3. Exercise for slimming the waist.

I. p. standing, feet shoulder-width apart, hands with dumbbells are lowered. Do slow tilts from side to side, 35-40 times for 3-4 passes.

4. Exercise for weight loss legs and buttocks:

– Lunges with dumbbells. Standing with dumbbells in hand, you need to make a big step forward, squatting on that leg below the knee turned a right angle. For a second hold and return to I. p. Do the same with the other leg. To run 25-30 times, 4 sets each leg. This is an effective exercise for weight loss legs and buttocks.

– Squats with dumbbells. Stand up straight, dumbbells in hand, feet shoulder width apart. Squat to bend at the knees formed a right angle. For a second hold this position and straighten up. This exercise is effective for gluteal muscles and leg muscles.

5. Effective exercises for weight loss legs and thighs:

Exercise for quick weight loss thighs. Standing on tiptoes, hands on his belt. Twist the ankles left to right as you can. To make some approaches.

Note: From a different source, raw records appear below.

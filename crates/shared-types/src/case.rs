use chrono::{DateTime, Datelike, NaiveDate, Utc};
use serde::{Deserialize, Serialize};
use uuid::Uuid;

#[cfg(feature = "validation")]
use validator::Validate;

use crate::AppError;

// ── Status ──────────────────────────────────────────────────────────

/// Valid case status values matching the DB CHECK constraint.
pub const CASE_STATUSES: &[&str] = &["pending", "active", "closed"];

/// Lifecycle of a missing-person case. Any state may be overwritten by any
/// other; there is no transition guard.
#[derive(Debug, Clone, Copy, Serialize, Deserialize, PartialEq, Eq)]
#[cfg_attr(feature = "openapi", derive(utoipa::ToSchema))]
#[serde(rename_all = "lowercase")]
pub enum CaseStatus {
    Pending,
    Active,
    Closed,
}

impl CaseStatus {
    pub const ALL: [CaseStatus; 3] = [CaseStatus::Pending, CaseStatus::Active, CaseStatus::Closed];

    /// Parse a stored or submitted status. Case-insensitive.
    pub fn parse(s: &str) -> Option<Self> {
        match s.trim().to_lowercase().as_str() {
            "pending" => Some(CaseStatus::Pending),
            "active" => Some(CaseStatus::Active),
            "closed" => Some(CaseStatus::Closed),
            _ => None,
        }
    }

    pub fn as_str(&self) -> &'static str {
        match self {
            CaseStatus::Pending => "pending",
            CaseStatus::Active => "active",
            CaseStatus::Closed => "closed",
        }
    }

    /// Human label used in dropdowns.
    pub fn label(&self) -> &'static str {
        match self {
            CaseStatus::Pending => "Pending",
            CaseStatus::Active => "Active",
            CaseStatus::Closed => "Closed",
        }
    }
}

impl std::fmt::Display for CaseStatus {
    fn fmt(&self, f: &mut std::fmt::Formatter<'_>) -> std::fmt::Result {
        f.write_str(self.as_str())
    }
}

// ── DB row structs ──────────────────────────────────────────────────

/// A full missing-person case record.
#[derive(Debug, Clone, PartialEq, Serialize, Deserialize)]
#[cfg_attr(feature = "openapi", derive(utoipa::ToSchema))]
#[cfg_attr(feature = "server", derive(sqlx::FromRow))]
pub struct MissingPerson {
    pub case_number: String,
    pub legal_first_name: String,
    pub legal_last_name: String,
    pub date_of_birth: NaiveDate,
    pub age: i32,
    pub gender: String,
    pub town_location: String,
    pub date_of_last_contact: NaiveDate,
    pub status: String,
    pub reporter_id: Option<Uuid>,
    pub officer_id: Option<Uuid>,
    pub physical_description: Option<String>,
    pub last_seen_wearing: Option<String>,
    pub medical_conditions: Option<String>,
    pub emergency_contacts: Option<String>,
    pub possible_locations: Option<String>,
    pub circumstances: Option<String>,
    pub reporter_name: Option<String>,
    pub reporter_contact: Option<String>,
    pub photo_url: Option<String>,
    pub created_at: DateTime<Utc>,
}

impl MissingPerson {
    pub fn full_name(&self) -> String {
        format!("{} {}", self.legal_first_name, self.legal_last_name)
    }
}

/// Fixed list projection of a missing-person case.
#[derive(Debug, Clone, PartialEq, Serialize, Deserialize)]
#[cfg_attr(feature = "openapi", derive(utoipa::ToSchema))]
#[cfg_attr(feature = "server", derive(sqlx::FromRow))]
pub struct MissingPersonSummary {
    pub case_number: String,
    pub date_of_last_contact: NaiveDate,
    pub legal_last_name: String,
    pub legal_first_name: String,
    pub age: i32,
    pub gender: String,
    pub town_location: String,
    pub status: String,
    pub officer_id: Option<Uuid>,
    /// Username of the assigned agent, when one is assigned.
    pub officer_username: Option<String>,
    pub created_at: DateTime<Utc>,
}

impl MissingPersonSummary {
    pub fn full_name(&self) -> String {
        format!("{} {}", self.legal_first_name, self.legal_last_name)
    }
}

/// Which rows a list view is restricted to.
#[derive(Debug, Clone, Copy, PartialEq, Eq)]
pub enum ListScope {
    All,
    /// Cases filed by this user.
    Reporter(Uuid),
    /// Cases assigned to this agent.
    Officer(Uuid),
}

impl ListScope {
    pub fn matches(&self, reporter_id: Option<Uuid>, officer_id: Option<Uuid>) -> bool {
        match self {
            ListScope::All => true,
            ListScope::Reporter(id) => reporter_id == Some(*id),
            ListScope::Officer(id) => officer_id == Some(*id),
        }
    }
}

/// Dashboard counters derived from a list of case statuses.
#[derive(Debug, Clone, Copy, Default, PartialEq, Eq, Serialize, Deserialize)]
pub struct CaseCounts {
    pub total: usize,
    pub active: usize,
    pub closed: usize,
}

impl CaseCounts {
    pub fn tally<'a>(statuses: impl IntoIterator<Item = &'a str>) -> Self {
        let mut counts = CaseCounts::default();
        for status in statuses {
            counts.total += 1;
            match CaseStatus::parse(status) {
                Some(CaseStatus::Active) => counts.active += 1,
                Some(CaseStatus::Closed) => counts.closed += 1,
                _ => {}
            }
        }
        counts
    }
}

/// Prefix of every missing-person case number.
pub const CASE_NUMBER_PREFIX: &str = "MSP";

/// `MSP-YYYY-NNNNN`, e.g. `MSP-2025-00042`.
pub fn format_case_number(year: i32, seq: i64) -> String {
    format!("{CASE_NUMBER_PREFIX}-{year}-{seq:05}")
}

// ── Insert payload ──────────────────────────────────────────────────

/// Column values for a new missing-person row. The store assigns
/// `case_number`, `status` and `created_at`.
#[derive(Debug, Clone, PartialEq)]
pub struct NewMissingPerson {
    pub legal_first_name: String,
    pub legal_last_name: String,
    pub date_of_birth: NaiveDate,
    pub age: i32,
    pub gender: String,
    pub town_location: String,
    pub date_of_last_contact: NaiveDate,
    pub reporter_id: Uuid,
    pub physical_description: Option<String>,
    pub last_seen_wearing: Option<String>,
    pub medical_conditions: Option<String>,
    pub emergency_contacts: Option<String>,
    pub possible_locations: Option<String>,
    pub circumstances: Option<String>,
    pub reporter_name: Option<String>,
    pub reporter_contact: Option<String>,
    pub photo_url: Option<String>,
}

/// Genders offered by the report form.
pub const GENDERS: &[&str] = &["Male", "Female", "Other"];

/// Text fields of the new-report form, keyed by their HTML input names.
#[derive(Debug, Clone, Default, PartialEq, Serialize, Deserialize)]
#[cfg_attr(feature = "validation", derive(Validate))]
pub struct NewReportForm {
    #[cfg_attr(
        feature = "validation",
        validate(length(min = 1, message = "Legal first name is required"))
    )]
    pub firstname: String,
    #[cfg_attr(
        feature = "validation",
        validate(length(min = 1, message = "Legal last name is required"))
    )]
    pub lastname: String,
    #[cfg_attr(
        feature = "validation",
        validate(length(min = 1, message = "Date of birth is required"))
    )]
    pub dob: String,
    #[cfg_attr(
        feature = "validation",
        validate(length(min = 1, message = "Gender is required"))
    )]
    pub gender: String,
    #[cfg_attr(
        feature = "validation",
        validate(length(min = 1, message = "Town/location is required"))
    )]
    pub location: String,
    #[cfg_attr(
        feature = "validation",
        validate(length(min = 1, message = "Date of last contact is required"))
    )]
    pub dlc: String,
    pub pydesc: String,
    pub lstwear: String,
    pub medcon: String,
    pub emcont: String,
    pub posloc: String,
    pub circ: String,
    pub reporter_name: String,
    pub reporter_contact: String,
}

impl NewReportForm {
    /// Assign a multipart text field by its input name. Unknown names are ignored.
    /// Required fields are trimmed; free-text answers are kept as typed.
    pub fn set_field(&mut self, name: &str, value: String) {
        match name {
            "firstname" => self.firstname = value.trim().to_string(),
            "lastname" => self.lastname = value.trim().to_string(),
            "dob" => self.dob = value.trim().to_string(),
            "gender" => self.gender = value.trim().to_string(),
            "location" => self.location = value.trim().to_string(),
            "dlc" => self.dlc = value.trim().to_string(),
            "pydesc" => self.pydesc = value,
            "lstwear" => self.lstwear = value,
            "medcon" => self.medcon = value,
            "emcont" => self.emcont = value,
            "posloc" => self.posloc = value,
            "circ" => self.circ = value,
            "reporter_name" => self.reporter_name = value,
            "reporter_contact" => self.reporter_contact = value,
            _ => {}
        }
    }

    /// Parse dates and compute the age. Runs after the presence checks, so
    /// only format and range problems are reported here.
    pub fn parse_dates(&self, today: NaiveDate) -> Result<(NaiveDate, NaiveDate), AppError> {
        let mut field_errors = std::collections::HashMap::new();

        let dob = parse_past_date(&self.dob, today);
        if let Err(msg) = &dob {
            field_errors.insert("dob".to_string(), format!("Date of birth {msg}"));
        }
        let dlc = parse_past_date(&self.dlc, today);
        if let Err(msg) = &dlc {
            field_errors.insert("dlc".to_string(), format!("Date of last contact {msg}"));
        }

        match (dob, dlc) {
            (Ok(dob), Ok(dlc)) if dlc < dob => {
                field_errors.insert(
                    "dlc".to_string(),
                    "Date of last contact cannot be before the date of birth".to_string(),
                );
                Err(AppError::validation("Please correct the highlighted dates", field_errors))
            }
            (Ok(dob), Ok(dlc)) => Ok((dob, dlc)),
            _ => Err(AppError::validation("Please correct the highlighted dates", field_errors)),
        }
    }

    /// Build the row to insert. Empty optional fields become `None`.
    pub fn into_new_record(
        self,
        reporter_id: Uuid,
        photo_url: Option<String>,
        today: NaiveDate,
    ) -> Result<NewMissingPerson, AppError> {
        let (dob, dlc) = self.parse_dates(today)?;
        Ok(NewMissingPerson {
            legal_first_name: self.firstname,
            legal_last_name: self.lastname,
            date_of_birth: dob,
            age: age_on(dob, today),
            gender: self.gender,
            town_location: self.location,
            date_of_last_contact: dlc,
            reporter_id,
            physical_description: non_empty(self.pydesc),
            last_seen_wearing: non_empty(self.lstwear),
            medical_conditions: non_empty(self.medcon),
            emergency_contacts: non_empty(self.emcont),
            possible_locations: non_empty(self.posloc),
            circumstances: non_empty(self.circ),
            reporter_name: non_empty(self.reporter_name),
            reporter_contact: non_empty(self.reporter_contact),
            photo_url,
        })
    }
}

fn non_empty(s: String) -> Option<String> {
    if s.trim().is_empty() {
        None
    } else {
        Some(s)
    }
}

fn parse_past_date(s: &str, today: NaiveDate) -> Result<NaiveDate, &'static str> {
    let date = NaiveDate::parse_from_str(s.trim(), "%Y-%m-%d").map_err(|_| "must be a valid date")?;
    if date > today {
        return Err("cannot be in the future");
    }
    Ok(date)
}

/// Whole years between `dob` and `today`, one less when this year's
/// birthday has not happened yet.
pub fn age_on(dob: NaiveDate, today: NaiveDate) -> i32 {
    let mut age = today.year() - dob.year();
    if (today.month(), today.day()) < (dob.month(), dob.day()) {
        age -= 1;
    }
    age
}

/// `DD/MM/YYYY`, or `N/A` when the date is absent.
pub fn format_date(date: Option<NaiveDate>) -> String {
    date.map(|d| d.format("%d/%m/%Y").to_string())
        .unwrap_or_else(|| "N/A".to_string())
}

// ── Request types ───────────────────────────────────────────────────

/// Request to overwrite the status of a case.
#[derive(Debug, Clone, Serialize, Deserialize)]
#[cfg_attr(feature = "openapi", derive(utoipa::ToSchema))]
pub struct UpdateCaseStatusRequest {
    pub status: String,
}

– Leg swings back. Standing, hands up, one foot to put back a little. Do Mahi foot back, simultaneously dropping his hands. To be done 3 times each leg.

– Leg swings forward. Standing, hands up parallel to the floor. To do the swing leg forward, trying to reach his toes. Repeat three times each leg.

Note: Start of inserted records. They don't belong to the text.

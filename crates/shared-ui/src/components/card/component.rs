use dioxus::prelude::*;

#[component]
pub fn Card(#[props(default)] class: String, children: Element) -> Element {
    rsx! {
        div { class: "card {class}", {children} }
    }
}

#[component]
pub fn CardHeader(children: Element) -> Element {
    rsx! {
        div { class: "card-header", {children} }
    }
}

#[component]
pub fn CardTitle(children: Element) -> Element {
    rsx! {
        h3 { class: "card-title", {children} }
    }
}

#[component]
pub fn CardContent(children: Element) -> Element {
    rsx! {
        div { class: "card-content", {children} }
    }
}

/// Colour accent of a stat card.
#[derive(Debug, Clone, Copy, PartialEq, Eq, Default)]
pub enum StatTone {
    #[default]
    Neutral,
    Info,
    Success,
}

impl StatTone {
    fn class(&self) -> &'static str {
        match self {
            StatTone::Neutral => "stat-neutral",
            StatTone::Info => "stat-info",
            StatTone::Success => "stat-success",
        }
    }
}

/// A single dashboard counter.
#[component]
pub fn StatCard(label: String, value: usize, #[props(default)] tone: StatTone) -> Element {
    let tone_class = tone.class();
    rsx! {
        div { class: "card stat-card {tone_class}",
            span { class: "stat-value", "{value}" }
            span { class: "stat-label", "{label}" }
        }
    }
}

/// Row of stat cards.
#[component]
pub fn StatGrid(children: Element) -> Element {
    rsx! {
        div { class: "stat-grid", {children} }
    }
}
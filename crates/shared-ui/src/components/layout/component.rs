use dioxus::prelude::*;

pub const STYLESHEET_PATH: &str = "/static/app.css";
pub const TABLE_SCRIPT_PATH: &str = "/static/table.js";

/// Full document shell shared by every page: head, navigation, main area
/// and footer. The table script is loaded last so tables exist when it runs.
#[component]
pub fn Page(title: String, nav: Element, children: Element) -> Element {
    rsx! {
        html { lang: "en",
            head {
                meta { charset: "utf-8" }
                meta { name: "viewport", content: "width=device-width, initial-scale=1" }
                title { "{title} | FindMe" }
                link { rel: "stylesheet", href: STYLESHEET_PATH }
            }
            body {
                {nav}
                main { class: "page-main", {children} }
                footer { class: "site-footer",
                    p { "FindMe. Report and track missing persons." }
                }
                script { src: TABLE_SCRIPT_PATH }
            }
        }
    }
}
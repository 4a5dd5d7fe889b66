#[cfg(test)]
mod common;

#[cfg(test)]
mod login_tests;



#[cfg(test)]
mod report_tests;

#[cfg(test)]
mod status_tests;


#[cfg(test)]
mod list_tests;


#[cfg(test)]
mod api_tests;
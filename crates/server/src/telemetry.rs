use axum::{body::Body, http::Request, response::Response};
use opentelemetry::{
    global,
    trace::{SpanKind, TraceContextExt, Tracer},
    Context, KeyValue,
};
use opentelemetry_otlp::{WithExportConfig, WithTonicConfig};
use std::{
    future::Future,
    pin::Pin,
    task::{Context as TaskContext, Poll},
};
use tower::{Layer, Service};
use tracing_subscriber::{fmt, prelude::*, EnvFilter};

use crate::auth::session::SessionClaims;

const APP_VERSION: &str = env!("CARGO_PKG_VERSION");

/// Filter used when `RUST_LOG` is unset.
pub const DEFAULT_LOG_FILTER: &str = "info,findme=debug,server=debug,tower_http=info";

/// Install the global `tracing` subscriber: human-readable output to
/// stderr, filtered by `RUST_LOG`. Safe to call more than once; later calls
/// are no-ops.
pub fn init_tracing() {
    let filter =
        EnvFilter::try_from_default_env().unwrap_or_else(|_| EnvFilter::new(DEFAULT_LOG_FILTER));

    let _ = tracing_subscriber::registry()
        .with(filter)
        .with(fmt::layer().with_target(true))
        .try_init();
}

/// Set up the OpenTelemetry TracerProvider and register it globally so
/// `OtelTraceLayer` spans reach the collector.
///
/// Must be called from inside the Tokio runtime. Reads config from environment:
///   - `OTEL_EXPORTER_OTLP_ENDPOINT` — collector gRPC address (e.g. `http://localhost:4317`)
///   - `OTEL_SERVICE_NAME` — service name tag (default: `findme`)
///   - `DEPLOY_ENV` — deployment environment tag (default: `development`)
pub fn init_telemetry() {
    let endpoint = match std::env::var("OTEL_EXPORTER_OTLP_ENDPOINT") {
        Ok(ep) if !ep.is_empty() => ep,
        _ => {
            tracing::info!("OTEL_EXPORTER_OTLP_ENDPOINT not set, skipping OTLP telemetry");
            return;
        }
    };

    let service_name = std::env::var("OTEL_SERVICE_NAME").unwrap_or_else(|_| "findme".to_string());
    let environment = std::env::var("DEPLOY_ENV").unwrap_or_else(|_| "development".to_string());

    let mut builder = opentelemetry_otlp::SpanExporter::builder()
        .with_tonic()
        .with_endpoint(&endpoint);

    // TLS with system root certs for HTTPS collectors
    if endpoint.starts_with("https://") {
        builder = builder.with_tls_config(
            opentelemetry_otlp::tonic_types::transport::ClientTlsConfig::new().with_native_roots(),
        );
    }

    let exporter = match builder.build() {
        Ok(exporter) => exporter,
        Err(e) => {
            tracing::warn!(error = %e, "Failed to create OTLP exporter; telemetry disabled");
            return;
        }
    };

    let resource = opentelemetry_sdk::Resource::builder()
        .with_service_name(service_name)
        .with_attribute(KeyValue::new("service.version", APP_VERSION))
        .with_attribute(KeyValue::new("deployment.environment", environment))
        .build();

    let provider = opentelemetry_sdk::trace::SdkTracerProvider::builder()
        .with_batch_exporter(exporter)
        .with_resource(resource)
        .build();

    global::set_tracer_provider(provider);
    tracing::info!(%endpoint, "Telemetry initialized v{APP_VERSION}");
}

/// Collapse a request path into its route template so spans group by route,
/// e.g. `/cases/MSP-2025-00042` becomes `/cases/{case_number}`.
pub fn route_template(path: &str) -> String {
    path.split('/')
        .map(|segment| {
            if is_case_number(segment) {
                "{case_number}"
            } else {
                segment
            }
        })
        .collect::<Vec<_>>()
        .join("/")
}

fn is_case_number(segment: &str) -> bool {
    let mut parts = segment.splitn(3, '-');
    matches!(
        (parts.next(), parts.next(), parts.next()),
        (Some(prefix), Some(year), Some(seq))
            if prefix.eq_ignore_ascii_case(shared_types::CASE_NUMBER_PREFIX)
                && year.len() == 4
                && year.chars().all(|c| c.is_ascii_digit())
                && !seq.is_empty()
                && seq.chars().all(|c| c.is_ascii_digit())
    )
}

/// Tower layer that creates an OpenTelemetry span for each HTTP request.
///
/// Captures: method, route, request ID, response status, and the signed-in
/// user (if present).
#[derive(Clone)]
pub struct OtelTraceLayer;

impl<S> Layer<S> for OtelTraceLayer {
    type Service = OtelTraceService<S>;

    fn layer(&self, inner: S) -> Self::Service {
        OtelTraceService { inner }
    }
}

#[derive(Clone)]
pub struct OtelTraceService<S> {
    inner: S,
}

impl<S> Service<Request<Body>> for OtelTraceService<S>
where
    S: Service<Request<Body>, Response = Response> + Send + Clone + 'static,
    S::Future: Send + 'static,
{
    type Response = S::Response;
    type Error = S::Error;
    type Future = Pin<Box<dyn Future<Output = Result<Self::Response, Self::Error>> + Send>>;

    fn poll_ready(&mut self, cx: &mut TaskContext<'_>) -> Poll<Result<(), Self::Error>> {
        self.inner.poll_ready(cx)
    }

    fn call(&mut self, req: Request<Body>) -> Self::Future {
        let tracer = global::tracer("findme");
        let method = req.method().to_string();
        let path = req.uri().path().to_string();

        let request_id = req
            .headers()
            .get("x-request-id")
            .and_then(|v| v.to_str().ok())
            .unwrap_or("")
            .to_string();

        let mut attributes = vec![
            KeyValue::new("http.method", method.clone()),
            KeyValue::new("http.target", path.clone()),
            KeyValue::new("http.request_id", request_id),
        ];
        match req.extensions().get::<SessionClaims>() {
            Some(claims) => attributes.extend([
                KeyValue::new("user.id", claims.sub.to_string()),
                KeyValue::new("auth.status", "authenticated"),
            ]),
            None => attributes.push(KeyValue::new("auth.status", "anonymous")),
        }

        let span = tracer
            .span_builder(format!("{} {}", &method, route_template(&path)))
            .with_kind(SpanKind::Server)
            .with_attributes(attributes)
            .start(&tracer);

        let cx = Context::current_with_span(span);
        let mut inner = self.inner.clone();

        let guard = cx.clone().attach();
        let future = inner.call(req);
        drop(guard);

        Box::pin(async move {
            let response = future.await?;

            let span = cx.span();
            let status = response.status();
            span.set_attribute(KeyValue::new("http.status_code", status.as_u16() as i64));

            if status.is_server_error() {
                span.set_status(opentelemetry::trace::Status::error(status.to_string()));
            } else if status.is_client_error() {
                span.set_attribute(KeyValue::new("error.type", "client_error"));
            }

            Ok(response)
        })
    }
}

– Squats. Alternate squats with outstretched hands in front of him, and touch the floor.

– Jumping on the spot. Jump on both feet, then on each foot separately. 4 jump on two legs and 2 on each jump. Do several approaches.

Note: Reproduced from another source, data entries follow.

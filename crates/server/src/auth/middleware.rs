use axum::extract::{Request, State};
use axum::http::header;
use axum::middleware::Next;
use axum::response::Response;

use super::cookies;
use crate::db::AppState;

/// Permissive session middleware.
///
/// Verifies the session cookie and inserts `SessionClaims` into the request
/// extensions. A cookie that fails verification (tampered, expired, signed
/// with a rotated secret) is cleared on the way out.
///
/// Does NOT reject unauthenticated requests; the page gate and the API
/// extractors decide authorization.
pub async fn session_middleware(
    State(state): State<AppState>,
    mut req: Request,
    next: Next,
) -> Response {
    let mut stale_cookie = false;

    if let Some(token) = cookies::extract_session_token(req.headers()) {
        match state.sessions.verify(&token) {
            Ok(claims) => {
                req.extensions_mut().insert(claims);
            }
            Err(e) => {
                tracing::debug!(error = %e, "Discarding invalid session cookie");
                stale_cookie = true;
            }
        }
    }

    let mut response = next.run(req).await;

    // A handler that issued or cleared the cookie itself wins.
    if stale_cookie && !response.headers().contains_key(header::SET_COOKIE) {
        if let Ok(clear) = cookies::build_clear_cookie(state.settings.cookie_secure) {
            response.headers_mut().append(header::SET_COOKIE, clear);
        }
    }

    response
}
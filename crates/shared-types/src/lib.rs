pub mod error;
pub mod feature_flags;

pub mod models;
pub mod requests;

// Case record types
pub mod case;
pub mod unclaimed;
pub mod unidentified;

pub use error::*;
pub use feature_flags::*;
pub use models::*;
pub use requests::*;

pub use case::*;
pub use unclaimed::*;
pub use unidentified::*;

Performing these effective exercises for slimming, try to stick to a low calorie diet, then it will be a great result.

HOW TO TIGHTEN THE STOMACH? Effective exercises for weight loss:

Look slimmer and younger will help the original exercise method Lotte Berk. They allow you to strengthen and stretch every muscle, tighten the belly and get rid of excess weight.

Exercises to strengthen abdominal muscles is a well-chosen combination of elements of many sports disciplines, including Hatha yoga, modern ballet, curative and rehabilitative physical education:

1. Initial position (I. p.) is sitting on the floor. Left leg straight, pull the front, right-hand bend in the knee (the foot is on the floor). Grasp right thigh with your hands, raise your elbows as high as possible.
2. Rounding the shoulders, slowly lean back until your lower back touches the floor.

3. Extend hands forward and hold for 10 seconds in this position.

4. Return to I. p.-change position of the legs, do the exercise again.

Repeat these exercises for tightening the abdomen as many times as you can.

HOW TO LOSE WEIGHT BALLERINA? Effective exercises for weight loss:

1. This exercise is excellent strengthens the muscles of the hips, legs and back. Lie on your back, legs bend at the knees and twist “Bicycle”. The head at the same lift and extend hands forward. The effect will be greater if you will do this exercise with weights, picking up a small dumbbell and tied to the feet of the special weights (you can buy them in sporting goods store or make your own, filling sand bags made of thick fabric). Starting with a weight of 200 g, gradually increase the load.

2. Exercise will help you to maintain or regain a “wasp” waist. Lying on your side, lift your straightened legs up, preferably with weights. Then, turning to the other side.

3. Exercise for the muscles of the neck, back and buttocks. Lying on his stomach, his head up, turning it. Lift and lower both right hand and left leg slowly for a count of 4. Then the same with her left arm and right leg.

4. Exercise effectively tightens the muscles of the buttocks, eliminates ugly “breeches”. You need a rubber bandage with a width of 5-6 cm and length 2 m (you can buy in the pharmacy). Loosely tie legs at the ankles and lying on her belly, try, pushing one leg toward the floor, lift the other up as high as possible. Then the same, changing the position of the feet.

Perform each exercise as many times as you can, and once – through power. The number of repetitions gradually increase. Regularly performing them, you will not gain weight.